TASK BRIEF: Please filter the entries and return only the lines that include "lynx".

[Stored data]
=====
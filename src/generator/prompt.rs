/// Marker used by repetition prompts: `... AT LEAST 10 TIMES: w1, w2. ...`
pub const AT_LEAST_MARKER: &str = "AT LEAST";
/// Marker used by stored practice prompts: `Practice: w1, w2`
pub const PRACTICE_MARKER: &str = "Practice:";

const REPETITION_SUFFIX: &str = "\n\nAdditional instructions: Make the text flow naturally while \
    incorporating the required words. Use simple sentence structures that are easy to type.";

const TYPING_INSTRUCTIONS: &str = "
Generate a typing practice text with the following characteristics:
1. Keep it between 30-50 words unless a different length is specified
2. Use a mix of common and less common words to practice different finger movements
3. Include some punctuation for practice (commas, periods, question marks)
4. Avoid very long words or extremely technical terms unless specifically requested
5. Create coherent, meaningful content that's engaging to type
6. Include a balanced mix of letters that exercise both hands evenly
7. Incorporate some capital letters naturally within the text
8. Use simple sentence structures that flow well for typing practice

Based on this request: ";

/// What a prompt asks the offline generator to do
#[derive(Debug, Clone, PartialEq, Eq)]
pub enum PracticeDirective {
    /// Repeat each of these words
    Repetition(Vec<String>),
    /// A repetition marker is present but no words could be extracted
    EmptyWordList,
    /// No repetition marker, pick a reference text by keyword
    Freeform,
}

impl PracticeDirective {
    pub fn parse(prompt: &str) -> Self {
        if !has_repetition_marker(prompt) {
            return PracticeDirective::Freeform;
        }

        let words = at_least_words(prompt)
            .or_else(|| practice_words(prompt))
            .unwrap_or_default();

        if words.is_empty() {
            PracticeDirective::EmptyWordList
        } else {
            PracticeDirective::Repetition(words)
        }
    }
}

pub fn has_repetition_marker(prompt: &str) -> bool {
    prompt.contains(AT_LEAST_MARKER) || prompt.contains(PRACTICE_MARKER)
}

/// Wrap a caller prompt with typing-practice instructions for the online provider.
///
/// Repetition prompts already carry their word list, so they only get a short
/// clarifying suffix. The caller's text is never modified.
pub fn enhance_prompt(prompt: &str) -> String {
    if has_repetition_marker(prompt) {
        format!("{prompt}{REPETITION_SUFFIX}")
    } else {
        format!("{TYPING_INSTRUCTIONS}{prompt}")
    }
}

// The word list sits between the first colon after the marker and the next period.
fn at_least_words(prompt: &str) -> Option<Vec<String>> {
    let after_marker = prompt.split(AT_LEAST_MARKER).nth(1)?;
    let after_colon = after_marker.split(':').nth(1)?;
    let list = after_colon.split('.').next().unwrap_or_default();
    Some(split_word_list(list))
}

fn practice_words(prompt: &str) -> Option<Vec<String>> {
    let (_, list) = prompt.split_once(PRACTICE_MARKER)?;
    Some(split_word_list(list))
}

fn split_word_list(list: &str) -> Vec<String> {
    list.split(',')
        .map(str::trim)
        .filter(|word| !word.is_empty())
        .map(String::from)
        .collect()
}

#[cfg(test)]
mod tests {
    use super::*;

    fn words(list: &[&str]) -> PracticeDirective {
        PracticeDirective::Repetition(list.iter().map(|w| w.to_string()).collect())
    }

    #[test]
    fn test_parse_at_least_directive() {
        assert_eq!(
            PracticeDirective::parse("... AT LEAST 10 TIMES: apple, banana ."),
            words(&["apple", "banana"])
        );
    }

    #[test]
    fn test_parse_generated_practice_prompt() {
        let prompt = "Create a typing practice paragraph that includes EACH of these words \
            AT LEAST 10 TIMES: their, receive, necessary. \
            Make sure each word appears multiple times throughout the text.";
        assert_eq!(
            PracticeDirective::parse(prompt),
            words(&["their", "receive", "necessary"])
        );
    }

    #[test]
    fn test_parse_practice_prefix() {
        assert_eq!(PracticeDirective::parse("Practice: cat, dog"), words(&["cat", "dog"]));
        assert_eq!(
            PracticeDirective::parse("Practice:  cat ,, dog ,"),
            words(&["cat", "dog"])
        );
    }

    #[test]
    fn test_parse_at_least_without_colon_falls_back_to_practice() {
        assert_eq!(
            PracticeDirective::parse("Practice: owl, lynx AT LEAST once"),
            words(&["owl", "lynx AT LEAST once"])
        );
    }

    #[test]
    fn test_parse_empty_word_list() {
        assert_eq!(
            PracticeDirective::parse("AT LEAST 3 TIMES: ."),
            PracticeDirective::EmptyWordList
        );
        assert_eq!(
            PracticeDirective::parse("Practice:"),
            PracticeDirective::EmptyWordList
        );
        assert_eq!(
            PracticeDirective::parse("type AT LEAST something"),
            PracticeDirective::EmptyWordList
        );
    }

    #[test]
    fn test_parse_freeform() {
        assert_eq!(
            PracticeDirective::parse("write me a poem"),
            PracticeDirective::Freeform
        );
        assert_eq!(PracticeDirective::parse(""), PracticeDirective::Freeform);
        // markers are case sensitive
        assert_eq!(
            PracticeDirective::parse("at least: a, b."),
            PracticeDirective::Freeform
        );
    }

    #[test]
    fn test_enhance_freeform_prompt() {
        let enhanced = enhance_prompt("a story about ships");

        assert!(enhanced.starts_with("\nGenerate a typing practice text"));
        assert!(enhanced.contains("balanced mix of letters"));
        assert!(enhanced.ends_with("Based on this request: a story about ships"));
    }

    #[test]
    fn test_enhance_repetition_prompt_only_appends() {
        let prompt = "includes EACH of these words AT LEAST 10 TIMES: cat, dog.";
        let enhanced = enhance_prompt(prompt);

        assert!(enhanced.starts_with(prompt));
        assert!(enhanced.ends_with("easy to type."));
        assert!(!enhanced.contains("Based on this request"));
    }
}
=====
TASK RESPONSE:
            PracticeDirective::parse("Practice: owl, lynx AT LEAST once"),
            words(&["owl", "lynx AT LEAST once"])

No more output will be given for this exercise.